Hair bulb keratinocytes generate one of the few "immune privileged" tissue compartments of the mammalian organism by suppressing classical MHC class I (MHC Ia) antigens. Expression of non-classical MHC class I (MHC Ib) antigens in the follicle has been found, but only in its distal epithelium. Here, we have defined when during murine hair follicle morphogenesis these peculiar MHC Ia and Ib expression patterns are established, how they change during the murine hair cycle, and how different MHC I modulatory agents alter follicular MHC Ia and Ib expression in vivo. During neonatal hair follicle morphogenesis in C57BL/6 mice, distal follicle keratinocytes began to express MHC Ia (H2b) only late in development. The MHC Ib antigens, Qa-1 and Qa-2, did not become visible until the initiation of follicle cycling, with Qa-1 expression being more widespread than that of Qa-2. H2b, Qa-1, and TAP-1 immunoreactivity on previously negative keratinocytes of the proximal anagen hair bulb was upregulated by intradermal injection of the proinflammatory cytokine interferon-gamma, but not by tumor necrosis factor-alpha or interleukin-1beta.
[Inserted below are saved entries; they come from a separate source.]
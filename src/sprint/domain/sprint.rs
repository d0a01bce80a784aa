//! Sprint aggregate: commitment, scope change, capacity and burndown.

use crate::task::domain::{SprintId, ValidationCode, ValidationError};
use chrono::{DateTime, NaiveDate, Utc};
use mockable::Clock;
use serde::Serialize;
use std::fmt;
use thiserror::Error;

/// Sprint lifecycle status.
#[derive(Debug, Clone, Copy, PartialEq, Eq, Hash, Serialize)]
#[serde(rename_all = "snake_case")]
pub enum SprintStatus {
    /// Accepting commitments; not yet started.
    Planned,
    /// Running; commitment is locked and new work counts as scope change.
    Active,
    /// Closed.
    Completed,
}

impl SprintStatus {
    /// Returns the canonical representation.
    #[must_use]
    pub const fn as_str(self) -> &'static str {
        match self {
            Self::Planned => "planned",
            Self::Active => "active",
            Self::Completed => "completed",
        }
    }
}

impl fmt::Display for SprintStatus {
    fn fmt(&self, f: &mut fmt::Formatter<'_>) -> fmt::Result {
        f.write_str(self.as_str())
    }
}

/// Optimistic concurrency counter carried by every stored sprint.
#[derive(Debug, Clone, Copy, PartialEq, Eq, PartialOrd, Ord, Hash, Serialize)]
#[serde(transparent)]
pub struct SprintVersion(u64);

impl SprintVersion {
    /// Version assigned to a freshly created sprint.
    pub const INITIAL: Self = Self(1);

    /// Creates a version from its numeric value.
    #[must_use]
    pub const fn new(value: u64) -> Self {
        Self(value)
    }

    /// Returns the numeric value.
    #[must_use]
    pub const fn value(self) -> u64 {
        self.0
    }

    /// Returns the version following this one.
    #[must_use]
    pub const fn next(self) -> Self {
        Self(self.0.saturating_add(1))
    }
}

impl fmt::Display for SprintVersion {
    fn fmt(&self, f: &mut fmt::Formatter<'_>) -> fmt::Result {
        write!(f, "v{}", self.0)
    }
}

/// One burndown sample.
#[derive(Debug, Clone, Copy, PartialEq, Serialize)]
pub struct BurndownPoint {
    /// Sample day.
    pub day: NaiveDate,
    /// Points still open on `day`.
    pub remaining: u32,
    /// Points the ideal linear burndown leaves open on `day`.
    pub ideal_remaining: f64,
}

impl BurndownPoint {
    /// Relative distance above the ideal line, as a share of `committed`.
    ///
    /// Positive values mean the sprint is behind; zero commitment yields zero.
    #[must_use]
    #[expect(
        clippy::float_arithmetic,
        reason = "deviation is a floating point ratio"
    )]
    pub fn deviation(&self, committed: u32) -> f64 {
        if committed == 0 {
            return 0.0;
        }
        (f64::from(self.remaining) - self.ideal_remaining) / f64::from(committed)
    }
}

/// Adding work would exceed the sprint's capacity.
#[derive(Debug, Clone, Copy, Error, PartialEq, Eq)]
#[error("sprint capacity exceeded: {current} points committed, {required} would be required")]
pub struct CapacityExceededError {
    /// Points committed so far.
    pub current: u32,
    /// Points the sprint would hold after the addition.
    pub required: u32,
}

/// The operation is not valid in the sprint's current status.
#[derive(Debug, Clone, Error, PartialEq, Eq)]
#[error("cannot {operation} sprint {sprint_id} while {status}")]
pub struct SprintStateError {
    /// Sprint the operation targeted.
    pub sprint_id: SprintId,
    /// Status at the time.
    pub status: SprintStatus,
    /// Rejected operation.
    pub operation: &'static str,
}

/// Input for [`Sprint::new`].
#[derive(Debug, Clone, PartialEq, Eq)]
pub struct NewSprintData {
    /// Display name.
    pub name: String,
    /// First day.
    pub start_date: NaiveDate,
    /// Last day.
    pub end_date: NaiveDate,
    /// Capacity in story points.
    pub capacity: u32,
}

/// A time-boxed iteration.
#[derive(Debug, Clone, PartialEq)]
pub struct Sprint {
    id: SprintId,
    name: String,
    start_date: NaiveDate,
    end_date: NaiveDate,
    capacity: u32,
    status: SprintStatus,
    committed_points: u32,
    added_points: u32,
    completed_points: u32,
    carryover_points: u32,
    burndown: Vec<BurndownPoint>,
    created_at: DateTime<Utc>,
    started_at: Option<DateTime<Utc>>,
    closed_at: Option<DateTime<Utc>>,
    version: SprintVersion,
}

impl Sprint {
    /// Creates a planned sprint.
    ///
    /// # Errors
    ///
    /// Returns [`ValidationError`] when the name is empty or the end date
    /// precedes the start date.
    pub fn new(data: NewSprintData, clock: &impl Clock) -> Result<Self, ValidationError> {
        let name = data.name.trim();
        if name.is_empty() {
            return Err(ValidationError::new("name", ValidationCode::Empty));
        }
        if data.end_date < data.start_date {
            return Err(ValidationError::new("end_date", ValidationCode::OutOfRange));
        }
        Ok(Self {
            id: SprintId::new(),
            name: name.to_owned(),
            start_date: data.start_date,
            end_date: data.end_date,
            capacity: data.capacity,
            status: SprintStatus::Planned,
            committed_points: 0,
            added_points: 0,
            completed_points: 0,
            carryover_points: 0,
            burndown: Vec::new(),
            created_at: clock.utc(),
            started_at: None,
            closed_at: None,
            version: SprintVersion::INITIAL,
        })
    }

    /// Returns the sprint identifier.
    #[must_use]
    pub const fn id(&self) -> SprintId {
        self.id
    }

    /// Returns the display name.
    #[must_use]
    pub fn name(&self) -> &str {
        &self.name
    }

    /// Returns the first day.
    #[must_use]
    pub const fn start_date(&self) -> NaiveDate {
        self.start_date
    }

    /// Returns the last day.
    #[must_use]
    pub const fn end_date(&self) -> NaiveDate {
        self.end_date
    }

    /// Returns the capacity in story points.
    #[must_use]
    pub const fn capacity(&self) -> u32 {
        self.capacity
    }

    /// Returns the lifecycle status.
    #[must_use]
    pub const fn status(&self) -> SprintStatus {
        self.status
    }

    /// Points committed before the sprint started.
    #[must_use]
    pub const fn committed_points(&self) -> u32 {
        self.committed_points
    }

    /// Points added after the sprint started.
    #[must_use]
    pub const fn added_points(&self) -> u32 {
        self.added_points
    }

    /// Points delivered, set when progress is recorded.
    #[must_use]
    pub const fn completed_points(&self) -> u32 {
        self.completed_points
    }

    /// Points left undelivered at close.
    #[must_use]
    pub const fn carryover_points(&self) -> u32 {
        self.carryover_points
    }

    /// Returns the recorded burndown samples in day order.
    #[must_use]
    pub fn burndown(&self) -> &[BurndownPoint] {
        &self.burndown
    }

    /// Returns the creation timestamp.
    #[must_use]
    pub const fn created_at(&self) -> DateTime<Utc> {
        self.created_at
    }

    /// Returns when the sprint was started.
    #[must_use]
    pub const fn started_at(&self) -> Option<DateTime<Utc>> {
        self.started_at
    }

    /// Returns when the sprint was closed.
    #[must_use]
    pub const fn closed_at(&self) -> Option<DateTime<Utc>> {
        self.closed_at
    }

    /// Returns the optimistic concurrency version.
    #[must_use]
    pub const fn version(&self) -> SprintVersion {
        self.version
    }

    pub(crate) const fn set_version(&mut self, version: SprintVersion) {
        self.version = version;
    }

    /// Returns the start of the first day as a UTC instant.
    #[must_use]
    pub fn starts_at(&self) -> DateTime<Utc> {
        self.start_date.and_time(chrono::NaiveTime::MIN).and_utc()
    }

    /// Checks that `proposed` more points fit the capacity.
    ///
    /// The limit is `capacity × overcommit_factor`.
    ///
    /// # Errors
    ///
    /// Returns [`CapacityExceededError`] when `committed + proposed` exceeds
    /// the limit. Scope added after the start does not count against it.
    #[expect(
        clippy::float_arithmetic,
        reason = "the overcommit factor scales capacity fractionally"
    )]
    pub fn check_capacity(
        &self,
        proposed: u32,
        overcommit_factor: f64,
    ) -> Result<(), CapacityExceededError> {
        let current = self.committed_points;
        let required = current.saturating_add(proposed);
        let limit = f64::from(self.capacity) * overcommit_factor;
        if f64::from(required) > limit {
            return Err(CapacityExceededError { current, required });
        }
        Ok(())
    }

    /// Counts `points` against the sprint.
    ///
    /// Before the start they join the commitment; afterwards they are scope
    /// change.
    ///
    /// # Errors
    ///
    /// Returns [`SprintStateError`] once the sprint is completed.
    pub fn add_points(&mut self, points: u32) -> Result<(), SprintStateError> {
        match self.status {
            SprintStatus::Planned => {
                self.committed_points = self.committed_points.saturating_add(points);
            }
            SprintStatus::Active => {
                self.added_points = self.added_points.saturating_add(points);
            }
            SprintStatus::Completed => return Err(self.state_error("add work to")),
        }
        Ok(())
    }

    /// Takes back `points` that [`Sprint::add_points`] counted while the
    /// sprint was `counted_while`.
    ///
    /// # Errors
    ///
    /// Returns [`SprintStateError`] once the sprint is completed.
    pub fn release_points(
        &mut self,
        points: u32,
        counted_while: SprintStatus,
    ) -> Result<(), SprintStateError> {
        if self.status == SprintStatus::Completed {
            return Err(self.state_error("release work from"));
        }
        if counted_while == SprintStatus::Planned {
            self.committed_points = self.committed_points.saturating_sub(points);
        } else {
            self.added_points = self.added_points.saturating_sub(points);
        }
        Ok(())
    }

    /// Locks the commitment and starts the sprint.
    ///
    /// # Errors
    ///
    /// Returns [`SprintStateError`] unless the sprint is planned.
    pub fn start(&mut self, at: DateTime<Utc>) -> Result<(), SprintStateError> {
        if self.status != SprintStatus::Planned {
            return Err(self.state_error("start"));
        }
        self.status = SprintStatus::Active;
        self.started_at = Some(at);
        Ok(())
    }

    /// Records the delivered points.
    pub const fn record_completion(&mut self, completed_points: u32) {
        self.completed_points = completed_points;
    }

    /// Builds the burndown sample for `day` with `remaining` open points.
    ///
    /// The ideal line decays linearly from the commitment on the first day to
    /// zero on the last day and is clamped outside the sprint.
    #[must_use]
    #[expect(
        clippy::float_arithmetic,
        reason = "the ideal burndown line is fractional"
    )]
    pub fn burndown_point(&self, day: NaiveDate, remaining: u32) -> BurndownPoint {
        let total_days = (self.end_date - self.start_date).num_days();
        let elapsed = (day - self.start_date).num_days().clamp(0, total_days.max(0));
        let committed = f64::from(self.committed_points);
        let ideal_remaining = if total_days <= 0 {
            if day > self.start_date { 0.0 } else { committed }
        } else {
            let elapsed_days = f64::from(i32::try_from(elapsed).unwrap_or(i32::MAX));
            let sprint_days = f64::from(i32::try_from(total_days).unwrap_or(i32::MAX));
            committed * (1.0 - elapsed_days / sprint_days)
        };
        BurndownPoint {
            day,
            remaining,
            ideal_remaining: ideal_remaining.max(0.0),
        }
    }

    /// Stores a burndown sample, replacing any sample for the same day.
    ///
    /// # Errors
    ///
    /// Returns [`SprintStateError`] unless the sprint is active.
    pub fn record_burndown(&mut self, point: BurndownPoint) -> Result<(), SprintStateError> {
        if self.status != SprintStatus::Active {
            return Err(self.state_error("record burndown for"));
        }
        self.burndown.retain(|existing| existing.day != point.day);
        let position = self
            .burndown
            .iter()
            .position(|existing| existing.day > point.day)
            .unwrap_or(self.burndown.len());
        self.burndown.insert(position, point);
        Ok(())
    }

    /// Closes the sprint with its final delivered and undelivered points.
    ///
    /// # Errors
    ///
    /// Returns [`SprintStateError`] unless the sprint is active.
    pub fn close(
        &mut self,
        completed_points: u32,
        carryover_points: u32,
        at: DateTime<Utc>,
    ) -> Result<(), SprintStateError> {
        if self.status != SprintStatus::Active {
            return Err(self.state_error("close"));
        }
        self.completed_points = completed_points;
        self.carryover_points = carryover_points;
        self.status = SprintStatus::Completed;
        self.closed_at = Some(at);
        Ok(())
    }

    /// Returns `added / committed`, or zero without a commitment.
    #[must_use]
    pub fn scope_change_rate(&self) -> f64 {
        ratio(self.added_points, self.committed_points)
    }

    /// Returns `completed / committed`, or zero without a commitment.
    #[must_use]
    pub fn completion_rate(&self) -> f64 {
        ratio(self.completed_points, self.committed_points)
    }

    /// Returns the most recent burndown sample.
    #[must_use]
    pub fn latest_burndown(&self) -> Option<&BurndownPoint> {
        self.burndown.last()
    }

    const fn state_error(&self, operation: &'static str) -> SprintStateError {
        SprintStateError {
            sprint_id: self.id,
            status: self.status,
            operation,
        }
    }
}

#[expect(clippy::float_arithmetic, reason = "sprint rates are ratios")]
fn ratio(numerator: u32, denominator: u32) -> f64 {
    if denominator == 0 {
        return 0.0;
    }
    f64::from(numerator) / f64::from(denominator)
}

/// Sums optional estimates, treating missing ones as zero.
#[must_use]
pub fn sum_points(estimates: impl IntoIterator<Item = Option<u32>>) -> u32 {
    estimates
        .into_iter()
        .map(Option::unwrap_or_default)
        .fold(0, u32::saturating_add)
}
Injection of the reportedly MHC class I downregulating agents interleukin-10, insulin-like growth factor-1, transforming growth factor-beta, alpha-melanocyte stimulating hormone, or dexamethasone, however, all failed to downregulate constitutive or interferon-gamma-induced follicular MHC Ia expression. This shows that the hair follicle is a previously unrecognized site of Qa-1 expression and that interferon-gamma is a key regulator of follicular MHC I expression in vivo. It also suggests that the developmental and immunologic controls of MHC I expression by follicle keratinocytes differ from those of other epithelial cells.